A noter que contrairement à une idée répandue, les normes n’impliquent pas la collectivisation des inventions et n’empêchent pas la propriété intellectuelle. La norme est formulée le plus souvent en termes de résultats à atteindre, pas en termes de solution technique. Elle porte généralement sur l’interopérabilité et les interfaces, sans décrire techniquement la solution déployée. Une norme peut donc passer par l’utilisation d’un brevet, moyennant l’accord par le titulaire de licences dans des conditions raisonnables et équitables.


Conclusions

Outil d’intelligence économique, de veille technologique et vecteur de diffusion des innovations, la normalisation est au service de l’innovation pour rendre les entreprises françaises plus compétitives et acquérir des positions dominantes sur les marchés internationaux.

Certaines questions, notamment sur la façon de renforcer les liens entre innovation, recherche et normalisation, demeurent cependant en suspens.

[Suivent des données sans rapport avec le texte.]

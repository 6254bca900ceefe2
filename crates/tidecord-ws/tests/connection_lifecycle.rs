use std::sync::Arc;
use std::time::Duration;

use anyhow::Context;
use futures_util::{SinkExt, StreamExt};
use parking_lot::Mutex;
use serde_json::{json, Value};
use tidecord_util::Backoff;
use tidecord_ws::{
    CloseAction, Connection, ConnectionConfig, ConnectionError, ConnectionHandle, Message,
    Protocol,
};
use tokio::net::{TcpListener, TcpStream};
use tokio::sync::mpsc;
use tokio_tungstenite::tungstenite::protocol::frame::coding::CloseCode;
use tokio_tungstenite::tungstenite::protocol::CloseFrame;
use tokio_tungstenite::tungstenite::Utf8Bytes;
use tokio_tungstenite::WebSocketStream;

// ── Fake server ─────────────────────────────────────────────────────────────

type ServerSocket = WebSocketStream<TcpStream>;

struct FakeServer {
    url: String,
    accepted: mpsc::UnboundedReceiver<ServerSocket>,
}

impl FakeServer {
    async fn start() -> anyhow::Result<Self> {
        let listener = TcpListener::bind("127.0.0.1:0").await?;
        let url = format!("ws://{}", listener.local_addr()?);
        let (tx, accepted) = mpsc::unbounded_channel();
        tokio::spawn(async move {
            while let Ok((stream, _)) = listener.accept().await {
                if let Ok(socket) = tokio_tungstenite::accept_async(stream).await {
                    if tx.send(socket).is_err() {
                        break;
                    }
                }
            }
        });
        Ok(Self { url, accepted })
    }

    async fn next_socket(&mut self) -> anyhow::Result<ServerSocket> {
        tokio::time::timeout(Duration::from_secs(5), self.accepted.recv())
            .await
            .context("no connection within 5s")?
            .context("listener closed")
    }

    async fn no_socket_within(&mut self, wait: Duration) -> bool {
        tokio::time::timeout(wait, self.accepted.recv()).await.is_err()
    }
}

async fn next_json(socket: &mut ServerSocket) -> anyhow::Result<Value> {
    loop {
        let msg = tokio::time::timeout(Duration::from_secs(5), socket.next())
            .await
            .context("no frame within 5s")?
            .context("socket ended")??;
        if let Message::Text(text) = msg {
            return Ok(serde_json::from_str(text.as_str())?);
        }
    }
}

async fn next_close_code(socket: &mut ServerSocket) -> anyhow::Result<Option<u16>> {
    loop {
        let msg = tokio::time::timeout(Duration::from_secs(5), socket.next())
            .await
            .context("no close within 5s")?;
        match msg {
            Some(Ok(Message::Close(frame))) => return Ok(frame.map(|f| u16::from(f.code))),
            Some(Ok(_)) => continue,
            Some(Err(_)) | None => return Ok(None),
        }
    }
}

// ── Test protocol ───────────────────────────────────────────────────────────

/// Sends `{"op":"identify"}` on connect, records every frame, starts the
/// heartbeat on `hello` and treats `ack` as the heartbeat acknowledgement.
struct RecordingProtocol {
    url: String,
    frames: Mutex<Vec<Value>>,
    cleanups: Mutex<u32>,
}

impl RecordingProtocol {
    fn new(url: &str) -> Arc<Self> {
        Arc::new(Self {
            url: url.to_string(),
            frames: Mutex::new(Vec::new()),
            cleanups: Mutex::new(0),
        })
    }
}

impl Protocol for RecordingProtocol {
    type Frame = Value;

    fn name(&self) -> &str {
        "recording"
    }

    fn url(&self) -> String {
        self.url.clone()
    }

    async fn handshake(&self, conn: ConnectionHandle) -> Result<(), ConnectionError> {
        conn.send_json(&json!({"op": "identify"}))?;
        conn.state().ready_to_run.set();
        Ok(())
    }

    async fn dispatch(&self, frame: Value, conn: &ConnectionHandle) -> Result<(), ConnectionError> {
        match frame["op"].as_str() {
            Some("hello") => {
                let ms = frame["interval"].as_u64().unwrap_or(1000);
                conn.state().start_heartbeat(Duration::from_millis(ms));
            }
            Some("ack") => conn.state().heartbeat_ack.set(),
            Some("boom") => return Err(ConnectionError::Protocol("boom".into())),
            _ => {}
        }
        self.frames.lock().push(frame);
        Ok(())
    }

    fn heartbeat_payload(&self) -> Result<Value, ConnectionError> {
        Ok(json!({"op": "heartbeat"}))
    }

    fn on_close(&self, code: u16) -> CloseAction {
        if code == 4004 {
            CloseAction::Stop
        } else {
            CloseAction::Reconnect
        }
    }

    fn cleanup(&self) {
        *self.cleanups.lock() += 1;
    }
}

fn fast_config() -> ConnectionConfig {
    ConnectionConfig {
        connect_timeout: Duration::from_secs(5),
        handshake_timeout: Duration::from_secs(5),
        recv_poll: Duration::from_millis(50),
        close_timeout: Duration::from_millis(500),
        backoff: Backoff::new(Duration::from_millis(10), Duration::from_millis(20)),
    }
}

// ── Tests ───────────────────────────────────────────────────────────────────

#[tokio::test]
async fn frames_dispatch_in_order_and_errors_do_not_kill_the_loop() -> anyhow::Result<()> {
    let mut server = FakeServer::start().await?;
    let protocol = RecordingProtocol::new(&server.url);
    let conn = Connection::spawn(protocol.clone(), fast_config());

    let mut socket = server.next_socket().await?;
    assert_eq!(next_json(&mut socket).await?, json!({"op": "identify"}));

    socket.send(Message::text(r#"{"op":"n","i":1}"#)).await?;
    socket.send(Message::text("not json")).await?;
    socket.send(Message::text(r#"{"op":"boom"}"#)).await?;
    socket.send(Message::text(r#"{"op":"n","i":2}"#)).await?;
    socket.send(Message::binary(br#"{"op":"n","i":3}"#.to_vec())).await?;

    tokio::time::timeout(Duration::from_secs(5), async {
        while protocol.frames.lock().len() < 3 {
            tokio::time::sleep(Duration::from_millis(10)).await;
        }
    })
    .await
    .context("frames were not dispatched")?;

    let seen: Vec<i64> = protocol
        .frames
        .lock()
        .iter()
        .filter_map(|f| f["i"].as_i64())
        .collect();
    assert_eq!(seen, vec![1, 2, 3]);
    assert!(conn.is_ready());

    conn.stop();
    assert_eq!(next_close_code(&mut socket).await?, Some(1000));
    assert!(conn.join_timeout(Duration::from_secs(5)).await);
    assert!(server.no_socket_within(Duration::from_millis(200)).await);
    Ok(())
}

#[tokio::test]
async fn missing_heartbeat_ack_reconnects_once() -> anyhow::Result<()> {
    let mut server = FakeServer::start().await?;
    let protocol = RecordingProtocol::new(&server.url);
    let conn = Connection::spawn(protocol.clone(), fast_config());

    let mut first = server.next_socket().await?;
    next_json(&mut first).await?;
    first
        .send(Message::text(r#"{"op":"hello","interval":150}"#))
        .await?;
    assert_eq!(next_json(&mut first).await?, json!({"op": "heartbeat"}));

    // No ack: the client gives up on this socket after one interval.
    assert_eq!(next_close_code(&mut first).await?, Some(4000));

    let mut second = server.next_socket().await?;
    assert_eq!(next_json(&mut second).await?, json!({"op": "identify"}));
    assert!(*protocol.cleanups.lock() >= 1);

    // Without a new hello the heartbeat stays parked, so no further reconnect.
    assert!(server.no_socket_within(Duration::from_millis(400)).await);

    conn.stop();
    assert!(conn.join_timeout(Duration::from_secs(5)).await);
    Ok(())
}

#[tokio::test]
async fn stale_heartbeat_deadline_does_not_close_the_replacement_socket() -> anyhow::Result<()> {
    let mut server = FakeServer::start().await?;
    let protocol = RecordingProtocol::new(&server.url);
    let conn = Connection::spawn(protocol.clone(), fast_config());

    let mut first = server.next_socket().await?;
    next_json(&mut first).await?;
    first
        .send(Message::text(r#"{"op":"hello","interval":800}"#))
        .await?;
    assert_eq!(next_json(&mut first).await?, json!({"op": "heartbeat"}));

    // Server drops the socket mid-interval, before acknowledging.
    first
        .send(Message::Close(Some(CloseFrame {
            code: CloseCode::from(4000),
            reason: Utf8Bytes::from_static("going away"),
        })))
        .await?;

    let mut second = server.next_socket().await?;
    assert_eq!(next_json(&mut second).await?, json!({"op": "identify"}));
    second
        .send(Message::text(r#"{"op":"hello","interval":800}"#))
        .await?;

    // The replacement gets its own first heartbeat and, acked, stays up well
    // past the first socket's old deadline.
    let healthy_until = tokio::time::Instant::now() + Duration::from_secs(2);
    let mut heartbeats = 0;
    loop {
        let remaining = healthy_until.saturating_duration_since(tokio::time::Instant::now());
        if remaining.is_zero() {
            break;
        }
        match tokio::time::timeout(remaining, second.next()).await {
            Err(_) => break,
            Ok(Some(Ok(Message::Text(text)))) => {
                let frame: Value = serde_json::from_str(text.as_str())?;
                if frame == json!({"op": "heartbeat"}) {
                    heartbeats += 1;
                    second.send(Message::text(r#"{"op":"ack"}"#)).await?;
                }
            }
            Ok(Some(Ok(Message::Close(frame)))) => {
                anyhow::bail!("replacement socket closed by client: {frame:?}");
            }
            Ok(Some(Ok(_))) => {}
            Ok(Some(Err(err))) => return Err(err.into()),
            Ok(None) => anyhow::bail!("replacement socket ended"),
        }
    }
    assert!(heartbeats >= 2, "only {heartbeats} heartbeats on the replacement socket");
    assert!(server.no_socket_within(Duration::from_millis(50)).await);

    conn.stop();
    assert_eq!(next_close_code(&mut second).await?, Some(1000));
    assert!(conn.join_timeout(Duration::from_secs(5)).await);
    Ok(())
}

#[tokio::test]
async fn acknowledged_heartbeats_keep_the_socket() -> anyhow::Result<()> {
    let mut server = FakeServer::start().await?;
    let protocol = RecordingProtocol::new(&server.url);
    let conn = Connection::spawn(protocol.clone(), fast_config());

    let mut socket = server.next_socket().await?;
    next_json(&mut socket).await?;
    socket
        .send(Message::text(r#"{"op":"hello","interval":100}"#))
        .await?;
    for _ in 0..3 {
        assert_eq!(next_json(&mut socket).await?, json!({"op": "heartbeat"}));
        socket.send(Message::text(r#"{"op":"ack"}"#)).await?;
    }
    assert!(server.no_socket_within(Duration::from_millis(50)).await);

    conn.stop();
    assert_eq!(next_close_code(&mut socket).await?, Some(1000));
    assert!(conn.join_timeout(Duration::from_secs(5)).await);
    Ok(())
}

#[tokio::test]
async fn fatal_close_code_stops_without_reconnecting() -> anyhow::Result<()> {
    let mut server = FakeServer::start().await?;
    let protocol = RecordingProtocol::new(&server.url);
    let conn = Connection::spawn(protocol, fast_config());

    let mut socket = server.next_socket().await?;
    next_json(&mut socket).await?;
    socket
        .send(Message::Close(Some(CloseFrame {
            code: CloseCode::from(4004),
            reason: Utf8Bytes::from_static("authentication failed"),
        })))
        .await?;

    assert!(conn.join_timeout(Duration::from_secs(5)).await);
    assert!(conn.is_stopped());
    assert!(server.no_socket_within(Duration::from_millis(200)).await);
    Ok(())
}

#[tokio::test]
async fn peer_close_with_resumable_code_reconnects() -> anyhow::Result<()> {
    let mut server = FakeServer::start().await?;
    let protocol = RecordingProtocol::new(&server.url);
    let conn = Connection::spawn(protocol, fast_config());

    let mut socket = server.next_socket().await?;
    next_json(&mut socket).await?;
    socket
        .send(Message::Close(Some(CloseFrame {
            code: CloseCode::from(4000),
            reason: Utf8Bytes::from_static("unknown error"),
        })))
        .await?;

    let mut again = server.next_socket().await?;
    assert_eq!(next_json(&mut again).await?, json!({"op": "identify"}));

    conn.stop();
    assert!(conn.join_timeout(Duration::from_secs(5)).await);
    Ok(())
}

#[tokio::test]
async fn send_without_socket_reports_not_connected() {
    let handle = ConnectionHandle::new("idle");
    assert!(matches!(
        handle.send_json(&json!({"op": 1})),
        Err(ConnectionError::NotConnected)
    ));
    assert!(!handle.is_ready());
}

  • Comment intégrer la normalisation, à l’instar des brevets, dans les stratégies de recherche et d’innovation pour améliorer leurs chances de succès ?
  • Comment intégrer l’idée auprès des acteurs de l’innovation (chefs d’entreprises, laboratoires de recherche;…), que la normalisation doit être envisagée le plus tôt possible dans le processus d’innovation ?
  • Comment valoriser les chercheurs qui participent à des travaux normatifs (reconnaissance dans leur carrière au même titre que des publications scientifiques) ?
  • Comment motiver les pôles de compétitivité, outil de renforcement de la compétitivité de l’Industrie française, à utiliser la normalisation comme outil de diffusion de leurs innovations. Une rubrique sur ce thème dans les évaluations des activités des pôles serait incontestablement source de motivation…

Philippe Contet

Ingénieur, 3e cycle universitaire / thèse en sciences physiques, Philippe CONTET est, depuis 2001, Directeur Général de l’Union de Normalisation de la Mécanique, bureau de...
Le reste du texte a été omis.